”I'd like a doctor's opinion about new Oxycontin "OP": why are real chronic pain patients suffering so much?
I've had RSD for over 11 years and am severely allergic to any other long acting opiate pain reliever. I never got sick on the old formula and now this new one that is to prevent abuse is making me very ill, is less effective in pain control, and I would like to know what doctors opinions are on this subject as true chronic pain patients seem to be the ones who are suffering the most due to this change.”
Every week we read about a comedian, actress, spokesperson or athlete who has overdosed on prescription drugs, often OxyContin. Most of us also know someone who suffers from chronic pain where oral opiates provide the only hope for a pain free life. There is proper use and there is misuse, and nobody can argue with that.
This question from a DS user with chronic pain is a good one: how do physicians feel about the new OxyContin “OP” which may replace previous forms of OxyContin and hopefully make abuse less easy? Well, if this really is a bioequivalent formulation (a drug with the same active properties) I like it.
On April 5, 2010, Purdue Pharma and the FDA announced the approval of a new formulation of OxyContin (controlled-release oxycodone) oral tablets. Purdue elected to change the drug in an effort to make the tablet more difficult to manipulate for the purpose of intentional misuse and abuse. The reformulated OxyContin is supposed to prevent the medication from being cut, broken, chewed, crushed, or dissolved to release more medication.
OxyContin is such a popular drug of abuse and misuse because of its controlled-release properties; this means each OxyContin tablet contains a large quantity of oxycodone. With the previous formulation you could release high levels of oxycodone all at once, a situation that contributed to a high rate of abuse as well as increased the potential for fatal overdose.
The new formulation (OxyContin OP) has met the FDA criteria for bioequivalence to the original formulation so it should have the same effectiveness and same side effects. Purdue Pharma has started shipping the reformulated OxyContin product and the company will cease shipping the original formulation. So, the previous OxyContin tablets (OxyContin “OC”) will no longer exist.

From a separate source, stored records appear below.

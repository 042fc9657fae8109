//! VaultUpdate construction.
//!
//! Every state-changing vault event writes one immutable VaultUpdate and
//! applies the matching signed deltas to the vault's running totals,
//! exactly once. `total_fees` accumulates across the update chain:
//! `totalFees(n) = totalFees(n-1) + feesPaid`.

use tracing::{debug, warn};

use crate::chain::{amount_or_zero, ChainState};
use crate::domain::{Address, Amount};
use crate::engine::{day_data, fees};
use crate::entities::{Transaction, Vault, VaultUpdate};
use crate::pricing::UsdPriceResolver;
use crate::store::EntityStore;

/// Deltas and "what changed" fields for one vault update.
#[derive(Debug, Clone, Default)]
pub struct UpdateDeltas {
    pub tokens_deposited: Amount,
    pub tokens_withdrawn: Amount,
    pub shares_minted: Amount,
    pub shares_burnt: Amount,
    pub returns_generated: Amount,
    pub fees_paid: Option<Amount>,
    pub new_management_fee: Option<Amount>,
    pub new_performance_fee: Option<Amount>,
    pub new_rewards: Option<Address>,
    pub new_health_check: Option<Address>,
    pub health_check_cleared: bool,
}

/// Create the update row, fold the deltas into the vault, and feed the
/// day-bucket aggregator. Re-delivery of the same event (same update id)
/// is a no-op returning the existing row.
pub fn create_vault_update(
    store: &mut EntityStore,
    chain: &dyn ChainState,
    prices: &UsdPriceResolver,
    vault_id: &str,
    tx: &Transaction,
    balance_position: Amount,
    deltas: UpdateDeltas,
) -> Option<VaultUpdate> {
    let Some(mut vault) = store.vaults.get(vault_id).cloned() else {
        warn!(vault = %vault_id, tx = %tx.id, "vault update against unknown vault");
        return None;
    };

    let id = VaultUpdate::build_id(vault_id, &tx.id, tx.tx_index);
    if let Some(existing) = store.vault_updates.get(&id) {
        debug!(id = %id, "vault update already exists, not re-applying");
        return Some(existing.clone());
    }

    let previous_total_fees = vault
        .latest_update
        .as_ref()
        .and_then(|update_id| store.vault_updates.get(update_id))
        .map(|update| update.total_fees.clone())
        .unwrap_or_else(Amount::zero);
    let total_fees = match &deltas.fees_paid {
        Some(paid) => &previous_total_fees + paid,
        None => previous_total_fees,
    };

    let price_per_share = amount_or_zero(chain.price_per_share(&vault.address));
    let new_balance_tokens = &(&(&vault.balance_tokens + &deltas.tokens_deposited)
        - &deltas.tokens_withdrawn)
        + &deltas.returns_generated;
    // Snapshot the chain's totalAssets when readable, otherwise fall back
    // to the delta-derived running total.
    let current_balance_tokens = chain
        .total_assets(&vault.address)
        .unwrap_or_else(|_| new_balance_tokens.clone());

    let update = VaultUpdate {
        id: id.clone(),
        vault: vault_id.to_string(),
        transaction: tx.id.clone(),
        timestamp: tx.timestamp,
        block_number: tx.block_number,
        tokens_deposited: deltas.tokens_deposited.clone(),
        tokens_withdrawn: deltas.tokens_withdrawn.clone(),
        shares_minted: deltas.shares_minted.clone(),
        shares_burnt: deltas.shares_burnt.clone(),
        balance_position,
        returns_generated: deltas.returns_generated.clone(),
        total_fees,
        price_per_share,
        current_balance_tokens,
        new_management_fee: deltas.new_management_fee.clone(),
        new_performance_fee: deltas.new_performance_fee.clone(),
        new_rewards: deltas.new_rewards.clone(),
        new_health_check: deltas.new_health_check.clone(),
        health_check_cleared: deltas.health_check_cleared,
    };
    store.vault_updates.insert(id.clone(), update.clone());

    vault.latest_update = Some(id);
    vault.balance_tokens = new_balance_tokens;
    vault.balance_tokens_idle = &(&vault.balance_tokens_idle + &deltas.tokens_deposited)
        - &deltas.tokens_withdrawn;
    vault.shares_supply =
        &(&vault.shares_supply + &deltas.shares_minted) - &deltas.shares_burnt;
    vault.available_deposit_limit = if vault.deposit_limit <= vault.balance_tokens {
        Amount::zero()
    } else {
        &vault.deposit_limit - &vault.balance_tokens
    };
    store.vaults.insert(vault.id.clone(), vault);

    day_data::update_vault_day_data(store, chain, prices, &update);

    Some(update)
}

#[allow(clippy::too_many_arguments)]
pub fn deposit(
    store: &mut EntityStore,
    chain: &dyn ChainState,
    prices: &UsdPriceResolver,
    vault: &Vault,
    tx: &Transaction,
    deposited_amount: &Amount,
    shares_minted: &Amount,
    balance_position: Amount,
) -> Option<VaultUpdate> {
    create_vault_update(
        store,
        chain,
        prices,
        &vault.id,
        tx,
        balance_position,
        UpdateDeltas {
            tokens_deposited: deposited_amount.clone(),
            shares_minted: shares_minted.clone(),
            ..Default::default()
        },
    )
}

#[allow(clippy::too_many_arguments)]
pub fn withdraw(
    store: &mut EntityStore,
    chain: &dyn ChainState,
    prices: &UsdPriceResolver,
    vault: &Vault,
    tx: &Transaction,
    withdrawn_amount: &Amount,
    shares_burnt: &Amount,
    balance_position: Amount,
) -> Option<VaultUpdate> {
    create_vault_update(
        store,
        chain,
        prices,
        &vault.id,
        tx,
        balance_position,
        UpdateDeltas {
            tokens_withdrawn: withdrawn_amount.clone(),
            shares_burnt: shares_burnt.clone(),
            ..Default::default()
        },
    )
}

/// Recognize the fees accrued since the last report, then write an update
/// carrying the net returns and the fees paid during this report.
pub fn strategy_reported(
    store: &mut EntityStore,
    chain: &dyn ChainState,
    prices: &UsdPriceResolver,
    vault: &Vault,
    tx: &Transaction,
    balance_position: Amount,
    gross_returns_generated: &Amount,
) -> Option<VaultUpdate> {
    let fees_to_treasury = fees::recognize_treasury_fees(store, vault);
    let fees_to_strategist = fees::recognize_strategy_fees(store, vault);
    let fees_paid = &fees_to_treasury + &fees_to_strategist;
    let net_returns = gross_returns_generated - &fees_paid;

    create_vault_update(
        store,
        chain,
        prices,
        &vault.id,
        tx,
        balance_position,
        UpdateDeltas {
            returns_generated: net_returns,
            fees_paid: Some(fees_paid),
            ..Default::default()
        },
    )
}

pub fn performance_fee_updated(
    store: &mut EntityStore,
    chain: &dyn ChainState,
    prices: &UsdPriceResolver,
    vault: &Vault,
    tx: &Transaction,
    balance_position: Amount,
    performance_fee: &Amount,
) -> Option<VaultUpdate> {
    create_vault_update(
        store,
        chain,
        prices,
        &vault.id,
        tx,
        balance_position,
        UpdateDeltas {
            new_performance_fee: Some(performance_fee.clone()),
            ..Default::default()
        },
    )
}

pub fn management_fee_updated(
    store: &mut EntityStore,
    chain: &dyn ChainState,
    prices: &UsdPriceResolver,
    vault: &Vault,
    tx: &Transaction,
    balance_position: Amount,
    management_fee: &Amount,
) -> Option<VaultUpdate> {
    create_vault_update(
        store,
        chain,
        prices,
        &vault.id,
        tx,
        balance_position,
        UpdateDeltas {
            new_management_fee: Some(management_fee.clone()),
            ..Default::default()
        },
    )
}

pub fn rewards_updated(
    store: &mut EntityStore,
    chain: &dyn ChainState,
    prices: &UsdPriceResolver,
    vault: &Vault,
    tx: &Transaction,
    balance_position: Amount,
    rewards: &Address,
) -> Option<VaultUpdate> {
    create_vault_update(
        store,
        chain,
        prices,
        &vault.id,
        tx,
        balance_position,
        UpdateDeltas {
            new_rewards: Some(rewards.clone()),
            ..Default::default()
        },
    )
}

pub fn health_check_updated(
    store: &mut EntityStore,
    chain: &dyn ChainState,
    prices: &UsdPriceResolver,
    vault: &Vault,
    tx: &Transaction,
    health_check: Option<Address>,
) -> Option<VaultUpdate> {
    let balance_position = vault
        .latest_update
        .as_ref()
        .and_then(|update_id| store.vault_updates.get(update_id))
        .map(|update| update.balance_position.clone())
        .unwrap_or_else(Amount::zero);
    let cleared = health_check.is_none();
    create_vault_update(
        store,
        chain,
        prices,
        &vault.id,
        tx,
        balance_position,
        UpdateDeltas {
            new_health_check: health_check,
            health_check_cleared: cleared,
            ..Default::default()
        },
    )
}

This was a change made without any evidence. In other words, no evidence currently exists to show that this reformulation of OxyContin is less subject to misuse, abuse, overdose, or addiction. The FDA is requiring Purdue Pharma to conduct a postmarket study to help determine whether the new formulation reduces the drug's abuse and misuse. I would also add that if you are having side effects with this formulation your doctor should report it to Purdue Pharma.